Elderly subjects may have prominent LV hypertrophy that is confined to the basal or outlet ventricular septum. This has been named variously as a sigmoid septum or septal bulge or discrete upper septal hypertrophy, and it has been diagnosed as a variant of hypertrophic cardiomyopathy although a causative mutation is rarely found. Now we know that hypertensive LV hypertrophy starts at this site, because it has the greatest regional wall stress and that impaired function is related to high late systolic pressure rather than peak systolic pressure. Upper septal hypertrophy is probably a manifestation of adverse ventricular-arterial coupling. In a definitive report of 3562 subjects in the Framingham Heart Study, upper septal hypertrophy correlated with age and blood pressure, but after adjusting for risk factors it was unrelated to cardiovascular disease or mortality at 15 years.

There is a huge literature on carotid intima–media thickness (cIMT) as a marker of vascular disease, perhaps because it is a very accessible target. In large epidemiological studies, it predicts outcomes, but its added value is small. In the Rotterdam study of 3580 non-diabetic subjects aged 55–75 years, cIMT improved prediction of cardiovascular risk only in women, of whom 8% were reclassified. There are almost no studies in which a reduction or slower rate of progression of cIMT as a surrogate end point has been matched by fewer clinical events., It seems that increased cIMT may be a diagnostic epiphenomenon rather than an early stage of disease, unlike atherosclerotic plaque which is more predictive., In the RISC study of 627 healthy subjects, increased cIMT appeared to be an adaptive response to ageing, obesity, blood pressure, and low density lipoprotein cholesterol. Recommendations for measuring cIMT in individuals have been taken out of clinical practice guidelines.

Myocardial strain by speckle tracking is popular for quantifying LV long-axis function, because it is quick to perform and more reproducible than alternatives. Global longitudinal strain has been applied to measure responses to exercise but that takes no account of the basic principle that strain is preload dependent., Its response is biphasic, increasing at low workloads, and then declining at peak when the end-diastolic volume declines., Myocardial ischaemia is better detected by changes in strain rate, because it is not significantly influenced by preload, but that needs deformation imaging with much faster frame rates. Speckle tracking is also used to study left atrial (LA) function, ignoring the evidence that changes in LA strain can largely be explained by LV function, except during atrial contraction.

There could be other examples. The message is that we need to choose the right imaging test to answer each question, by understanding the basic mechanisms of the disease and the technical capacity of the imaging tools, and by applying the most relevant research. David Sackett wrote in 1994 that ‘the ultimate criterion for the usefulness of a diagnostic test is whether it adds information that leads to a change in management that is ultimately beneficial to the patient’. According to the ‘Grading of Recommendations, Assessment, Development and Evaluation’ (GRADE) collaborators, the best way to assess any diagnostic strategy is a trial in which investigators randomize patients to experimental or control diagnostic approaches and measure mortality, morbidity, symptoms, and quality of life. Too often, diagnostic studies are performed to compare one test against another in subjects who are already known to have the disease. Instead, we should evaluate new tests against independent reference criteria and, if possible, assess their impact on clinical decision-making rather than on surrogate end points.

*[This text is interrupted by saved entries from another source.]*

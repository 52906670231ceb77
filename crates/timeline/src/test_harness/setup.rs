//! Builder methods for placing the player and scenery before the first tick.

use bevy::prelude::*;

use crate::ecs::Collider;
use crate::pose::Pose;

use super::TestLoop;

impl TestLoop {
    /// Start the player at `pose`. Must be called before the first tick: the
    /// timeline captures the level spawn pose when it binds.
    pub fn with_player_at(mut self, pose: Pose) -> Self {
        let player = self.player;
        if let Some(mut transform) = self.app.world_mut().get_mut::<Transform>(player) {
            *transform = pose.to_transform();
        }
        self
    }

    /// Add an axis-aligned scenery box.
    pub fn with_wall(mut self, center: Vec3, half_extents: Vec3) -> Self {
        self.spawn_wall(center, half_extents);
        self
    }

    /// Add an axis-aligned scenery box mid-test (a door closing).
    pub fn spawn_wall(&mut self, center: Vec3, half_extents: Vec3) -> Entity {
        self.app
            .world_mut()
            .spawn((
                Collider::scenery(half_extents),
                Transform::from_translation(center),
            ))
            .id()
    }

    /// Remove a wall added with [`TestLoop::spawn_wall`] (a door opening).
    pub fn remove_wall(&mut self, wall: Entity) {
        self.app.world_mut().despawn(wall);
    }
}
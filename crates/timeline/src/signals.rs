//! Observational outputs of the timeline.
//!
//! Nothing here feeds back into the state machine. Signals are emitted as
//! Bevy events for UI/FX consumers, mirrored into a bounded [`LoopJournal`]
//! for debugging and tests, and summarized every tick in [`LoopTelemetry`].

use std::collections::VecDeque;

use bevy::prelude::*;
use serde::Serialize;

use crate::debt::{DebtId, DebtUrgency};
use crate::puzzle::Act;

#[derive(Event, Debug, Clone, PartialEq)]
pub enum LoopSignal {
    ActChanged { from: Act, to: Act },
    DebtCreated { id: DebtId, due: f32, fingerprint: u32 },
    /// Countdown text for the nearest debt, sent every tick while warning.
    DebtWarning { seconds_left: f32 },
    DebtWarningCleared,
    DebtInterrupt { id: DebtId },
    DebtSettled { id: DebtId },
    /// Debug line between the ghost's end position and its recorded endpoint.
    ParadoxDistance { ghost: Vec3, target: Vec3, distance: f32 },
    /// Show the game-over panel; the simulation is frozen.
    GameOver { distance: f32 },
    /// Time-projection visual effect on/off.
    TimeFx { active: bool },
    SessionReset,
}

/// Max signals retained in the journal.
pub const JOURNAL_CAPACITY: usize = 512;

/// Rolling log of recent signals, tagged with the tick they fired on.
#[derive(Resource, Debug, Default)]
pub struct LoopJournal {
    entries: VecDeque<(u64, LoopSignal)>,
}

impl LoopJournal {
    pub fn push(&mut self, tick: u64, signal: LoopSignal) {
        if self.entries.len() >= JOURNAL_CAPACITY {
            self.entries.pop_front();
        }
        self.entries.push_back((tick, signal));
    }

    pub fn iter(&self) -> impl Iterator<Item = &(u64, LoopSignal)> {
        self.entries.iter()
    }

    pub fn signals(&self) -> impl Iterator<Item = &LoopSignal> {
        self.entries.iter().map(|(_, s)| s)
    }

    pub fn len(&self) -> usize {
        self.entries.len()
    }

    pub fn is_empty(&self) -> bool {
        self.entries.is_empty()
    }

    pub fn clear(&mut self) {
        self.entries.clear();
    }
}

/// Read-only view of the machine for HUDs and debug overlays.
#[derive(Resource, Debug, Clone, Default, PartialEq, Serialize)]
pub struct LoopTelemetry {
    pub tick: u64,
    pub act: Act,
    pub timer: f32,
    pub pending_debts: usize,
    pub nearest_due: Option<f32>,
    pub urgency: DebtUrgency,
    pub session_paused: bool,
    pub ghost_frame: Option<usize>,
    pub recorded_samples: usize,
    pub paradox_distance: Option<f32>,
    pub frozen: bool,
}

impl LoopTelemetry {
    pub fn to_json(&self) -> String {
        serde_json::to_string_pretty(self).unwrap_or_else(|e| format!("{{\"error\": \"{e}\"}}"))
    }
}
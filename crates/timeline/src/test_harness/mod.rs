//! # TestLoop: headless integration test harness for the timeline
//!
//! Wraps a `bevy::app::App` with `MinimalPlugins` + `TimelinePlugin` and a
//! single `LoopPlayer` entity, so tests can drive whole loops through the
//! real ECS systems without a window or renderer.

mod assertions;
mod queries;
mod setup;

use bevy::prelude::*;

use crate::collaborators::ActorKind;
use crate::ecs::{Collider, LoopPlayer, Velocity};
use crate::params::LoopParams;
use crate::TimelinePlugin;

/// Half extents of the player's box collider.
pub const PLAYER_HALF_EXTENTS: Vec3 = Vec3::new(0.3, 0.9, 0.3);

/// Parameters with quarter-second ticks and one-second acts, so every act is
/// exactly four ticks and all timers stay exact in f32.
pub fn quick_params() -> LoopParams {
    LoopParams {
        projection_time: 1.0,
        debt_time: 1.0,
        debt_warning_threshold: 0.5,
        fixed_dt: 0.25,
        ..Default::default()
    }
}

/// A headless Bevy App running the timeline for integration testing.
///
/// Use builder methods to place the player and scenery, then call `tick()` to
/// advance fixed steps and query/assert on the resulting state.
pub struct TestLoop {
    app: App,
    player: Entity,
}

impl Default for TestLoop {
    fn default() -> Self {
        Self::new()
    }
}

impl TestLoop {
    /// A loop with [`quick_params`] and the player at the origin facing `-Z`.
    pub fn new() -> Self {
        Self::with_params(quick_params())
    }

    pub fn with_params(params: LoopParams) -> Self {
        let mut app = App::new();
        app.add_plugins(MinimalPlugins);
        app.add_plugins(TimelinePlugin { params });

        let player = app
            .world_mut()
            .spawn((
                LoopPlayer,
                Transform::default(),
                Velocity::default(),
                Collider {
                    half_extents: PLAYER_HALF_EXTENTS,
                    kind: ActorKind::Player,
                },
            ))
            .id();

        Self { app, player }
    }
}
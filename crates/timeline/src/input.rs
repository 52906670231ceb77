//! Player input edges for the loop.
//!
//! Keys are sampled every frame in `Update` but the machine only runs in
//! `FixedUpdate`, so presses are latched in [`LoopInputQueue`] until the next
//! fixed tick consumes them. A press is never seen twice and never dropped
//! when several frames pass between fixed ticks.

use bevy::prelude::*;

#[derive(Debug, Clone, Copy, PartialEq, Eq, Hash)]
pub enum LoopInput {
    /// Start a time projection.
    Trigger,
    /// Restart the level session.
    Reset,
}

/// Latched input edges waiting for the next fixed tick.
#[derive(Resource, Debug, Default, Clone, Copy, PartialEq, Eq)]
pub struct LoopInputQueue {
    trigger: bool,
    reset: bool,
}

impl LoopInputQueue {
    pub fn press(&mut self, input: LoopInput) {
        match input {
            LoopInput::Trigger => self.trigger = true,
            LoopInput::Reset => self.reset = true,
        }
    }

    /// Consume pending edges as `(trigger, reset)`.
    pub fn take(&mut self) -> (bool, bool) {
        let edges = (self.trigger, self.reset);
        *self = Self::default();
        edges
    }

    pub fn is_pending(&self, input: LoopInput) -> bool {
        match input {
            LoopInput::Trigger => self.trigger,
            LoopInput::Reset => self.reset,
        }
    }
}

/// Key bindings for the loop actions.
#[derive(Resource, Debug, Clone, Copy, PartialEq, Eq)]
pub struct LoopKeys {
    pub trigger: KeyCode,
    pub reset: KeyCode,
}

impl Default for LoopKeys {
    fn default() -> Self {
        Self {
            trigger: KeyCode::KeyF,
            reset: KeyCode::KeyR,
        }
    }
}

/// Latch bound key presses.
///
/// Uses `Option<Res<ButtonInput<KeyCode>>>` so the system is a no-op when
/// Bevy's `InputPlugin` is absent (headless runs and tests).
pub fn capture_loop_keys(
    keys: Option<Res<ButtonInput<KeyCode>>>,
    bindings: Res<LoopKeys>,
    mut queue: ResMut<LoopInputQueue>,
) {
    let Some(keys) = keys else {
        return;
    };
    if keys.just_pressed(bindings.trigger) {
        queue.press(LoopInput::Trigger);
    }
    if keys.just_pressed(bindings.reset) {
        queue.press(LoopInput::Reset);
    }
}
//! Interrupting a puzzle in flight and resuming it exactly.

use bevy::prelude::*;

use crate::collaborators::PrefabKind;
use crate::params::LoopParams;
use crate::puzzle::Act;
use crate::session::PausedSession;
use crate::test_harness::{quick_params, TestLoop};

fn finish_first_loop(lp: &mut TestLoop) {
    lp.trigger();
    lp.walk(Vec3::new(0.0, 0.0, -0.5), 3);
    lp.walk(Vec3::new(0.0, 0.0, -0.5), 4);
    lp.assert_act(Act::Idle);
    lp.assert_debts(1);
}

#[test]
fn act2_interrupted_by_older_debt_resumes_mid_playback() {
    let mut lp = TestLoop::with_params(LoopParams {
        debt_time: 2.0,
        ..quick_params()
    });
    finish_first_loop(&mut lp);

    // Second puzzle, sideways so the two loops are easy to tell apart.
    lp.trigger();
    lp.walk(Vec3::X, 3);
    lp.assert_act(Act::Act2);
    let future = lp.machine().future().clone();
    lp.walk(Vec3::X, 3);
    let past = lp.machine().recording();
    let frame = lp.machine().ghost_frame();
    let timer = lp.machine().timer();
    assert_eq!(frame, Some(3));

    lp.walk(Vec3::X, 1);
    lp.assert_act(Act::Act3);
    let interrupted_at = lp.machine().paused_session().map(PausedSession::player_pose);
    assert!(matches!(
        lp.machine().paused_session(),
        Some(PausedSession::Suspended(s)) if s.act == Act::Act2
    ));

    for _ in 0..3 {
        lp.tick(1);
        lp.assert_at_most_one_ghost();
    }
    lp.assert_act(Act::Act2);
    assert_eq!(lp.machine().future(), &future);
    assert_eq!(lp.machine().recording(), past);
    assert_eq!(lp.machine().ghost_frame(), frame);
    assert_eq!(lp.machine().timer(), timer);
    assert_eq!(Some(lp.player_pose()), interrupted_at);
    assert!(lp.machine().paused_session().is_none());

    let ghosts = lp.ghosts();
    assert_eq!(ghosts.len(), 1);
    assert_eq!(ghosts[0].1.prefab, PrefabKind::Ghost);
    assert_eq!(ghosts[0].2, future.samples()[3].position);

    lp.tick(1);
    lp.assert_act(Act::Idle);
    lp.assert_debts(1);
    assert_eq!(lp.machine().debts().iter().next().map(|d| d.id), Some(1));
}

#[test]
fn act1_interrupted_gets_its_statue_back() {
    let mut lp = TestLoop::with_params(LoopParams {
        debt_time: 0.75,
        ..quick_params()
    });
    finish_first_loop(&mut lp);

    lp.move_player(Vec3::new(3.0, 0.0, 0.0));
    lp.trigger();
    let statue_at = lp.machine().puzzle_start().position;
    lp.walk(Vec3::X, 1);
    lp.assert_act(Act::Act1);
    lp.walk(Vec3::X, 1);
    lp.assert_act(Act::Act3);
    assert!(lp.ghosts().iter().all(|(_, g, _)| g.prefab == PrefabKind::Ghost));

    lp.tick(3);
    lp.assert_act(Act::Act1);
    assert_eq!(lp.machine().timer(), 0.5);
    assert_eq!(lp.machine().recording().len(), 2);
    let ghosts = lp.ghosts();
    assert_eq!(ghosts.len(), 1);
    assert_eq!(ghosts[0].1.prefab, PrefabKind::Statue);
    assert_eq!(ghosts[0].2, statue_at);

    lp.walk(Vec3::X, 2);
    lp.assert_act(Act::Act2);
    assert_eq!(lp.machine().future().len(), 4);
}

#[test]
fn resume_without_snapshot_is_noop() {
    let mut lp = TestLoop::new();
    finish_first_loop(&mut lp);
    lp.tick(7);
    lp.assert_act(Act::Idle);
    assert!(lp.machine().paused_session().is_none());

    let before = lp.player_pose();
    let resumed = lp.world_mut().resource_scope(|world, mut machine: Mut<crate::PuzzleMachine>| {
        let mut stage = crate::WorldStage::new(world);
        machine.resume(&mut stage)
    });
    assert!(!resumed);
    lp.assert_act(Act::Idle);
    assert_eq!(lp.player_pose(), before);
}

Defining normality and preventing overdiagnosis

Remarkably, there seems to be no consensus within diagnostic imaging about how we should define normal subjects to establish reference ranges. For instance, should we apply statistical cut points in normative random samples that are representative of the whole population, or should we consider as healthy controls only people who do not have risk factors?

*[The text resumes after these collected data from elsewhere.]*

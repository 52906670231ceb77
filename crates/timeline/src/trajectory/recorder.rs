//! Trajectory recorder: appends the player's pose once per fixed tick while
//! an act is recording.

use bevy::prelude::*;

use crate::pose::Pose;

use super::Trajectory;

/// Growable pose buffer with a hard sample cap.
#[derive(Debug, Clone)]
pub struct TrajectoryRecorder {
    samples: Vec<Pose>,
    recording: bool,
    max_samples: usize,
    /// Set once the cap has been hit in the current recording.
    truncated: bool,
}

impl TrajectoryRecorder {
    pub fn new(max_samples: usize) -> Self {
        Self {
            samples: Vec::new(),
            recording: false,
            max_samples: max_samples.max(1),
            truncated: false,
        }
    }

    /// Clear any previous buffer and start recording.
    pub fn start(&mut self) {
        self.samples.clear();
        self.truncated = false;
        self.recording = true;
    }

    /// Re-seed the buffer with an earlier recording and keep appending to it.
    pub fn resume_from(&mut self, trajectory: &Trajectory) {
        self.samples.clear();
        self.samples.extend_from_slice(trajectory.samples());
        self.truncated = self.samples.len() >= self.max_samples;
        self.recording = true;
    }

    /// Append a sample. No-op unless recording; drops samples past the cap.
    pub fn sample(&mut self, pose: Pose) {
        if !self.recording {
            return;
        }
        if self.samples.len() >= self.max_samples {
            if !self.truncated {
                warn!(
                    "Trajectory recorder hit its cap of {} samples; dropping further samples",
                    self.max_samples
                );
                self.truncated = true;
            }
            return;
        }
        self.samples.push(pose);
    }

    /// Stop recording and hand off the buffer as an immutable trajectory.
    pub fn stop(&mut self) -> Trajectory {
        self.recording = false;
        Trajectory::from(std::mem::take(&mut self.samples))
    }

    /// Copy of the in-progress buffer (for pause snapshots).
    pub fn snapshot(&self) -> Trajectory {
        Trajectory::from(self.samples.clone())
    }

    /// Stop and discard everything.
    pub fn clear(&mut self) {
        self.samples.clear();
        self.recording = false;
        self.truncated = false;
    }

    pub fn is_recording(&self) -> bool {
        self.recording
    }

    pub fn len(&self) -> usize {
        self.samples.len()
    }

    pub fn is_empty(&self) -> bool {
        self.samples.is_empty()
    }

    pub fn is_truncated(&self) -> bool {
        self.truncated
    }
}
//! Assertion helpers for `TestLoop` integration tests.

use crate::puzzle::Act;
use crate::signals::LoopSignal;

use super::TestLoop;

impl TestLoop {
    // -----------------------------------------------------------------------
    // Assertions
    // -----------------------------------------------------------------------

    pub fn assert_act(&self, expected: Act) {
        let act = self.act();
        assert_eq!(
            act,
            expected,
            "Expected {expected:?} after {} ticks, got {act:?}",
            self.ticks_run()
        );
    }

    /// The timeline never keeps more than one ghost or statue alive.
    pub fn assert_at_most_one_ghost(&mut self) {
        let count = self.ghost_count();
        assert!(count <= 1, "Expected at most one ghost, found {count}");
    }

    pub fn assert_signalled(&self, signal: &LoopSignal) {
        let signals = self.signals();
        assert!(
            signals.contains(signal),
            "Expected {signal:?} in journal, got {signals:?}"
        );
    }

    pub fn assert_debts(&self, expected: usize) {
        let pending = self.machine().debts().len();
        assert_eq!(pending, expected, "Expected {expected} pending debts, got {pending}");
    }
}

The question has been considered by geneticists who selected ‘hypercontrols’ with a low pre-test probability of disease in order to minimize the inclusion of false-positive subjects in mapping studies. Applying this approach more generally would be difficult, because, to some extent, we are all abnormal. We share >99% of our genomes, but each of us may have >2800 unique variants in our exomes. Many mutations may be benign or of uncertain significance, but 0.5% of 870 apparently healthy subjects had pathogenic variants for cardiomyopathy or arrhythmia. The more we investigate controls, the less normal they will become.

Genetic factors account for only 1–3% of variance in common measurements such as LV ejection fraction and LV mass, in predominantly Caucasian populations. There are stronger associations of LV long-axis function with ageing, physiological variables such as height and body mass, and risk factors such as hypertension and metabolic syndrome or diabetes. These factors are normally distributed, and they progress from subclinical phenotypes to established disease, which leads to what can be called a paradox of precision: the more precise the measurement, the more difficult it becomes to discriminate health from disease.

Selected diagnostic cut points should have a sound statistical basis. Normal LV ejection fraction (EF), for example, has been quoted at >50% but an individual patient meta-analysis of echocardiographic data derived from >22 000 subjects participating in 43 studies quoted the lower limit of normal (fifth centile) of EF for a 30-year-old European man at 49%, whereas for an East Asian woman aged >50 years it was 57%. These values can also be questioned since subjects with EF <30%, blood pressure >140/90 mmHg, serum creatinine >1.5 mg/dL, and other factors were excluded. Using a statistical approach, it would make sense to analyse a large random sample of the whole population including subjects with disease to define cut points corresponding to values more than, say, 2 SDs beyond the mean (Z score >2 or <2). An example of this approach was the study of diastolic function using the mitral E/A ratio in one MONICA cohort. There should be different reference ranges for male and female subjects of all ages and for different ethnic groups.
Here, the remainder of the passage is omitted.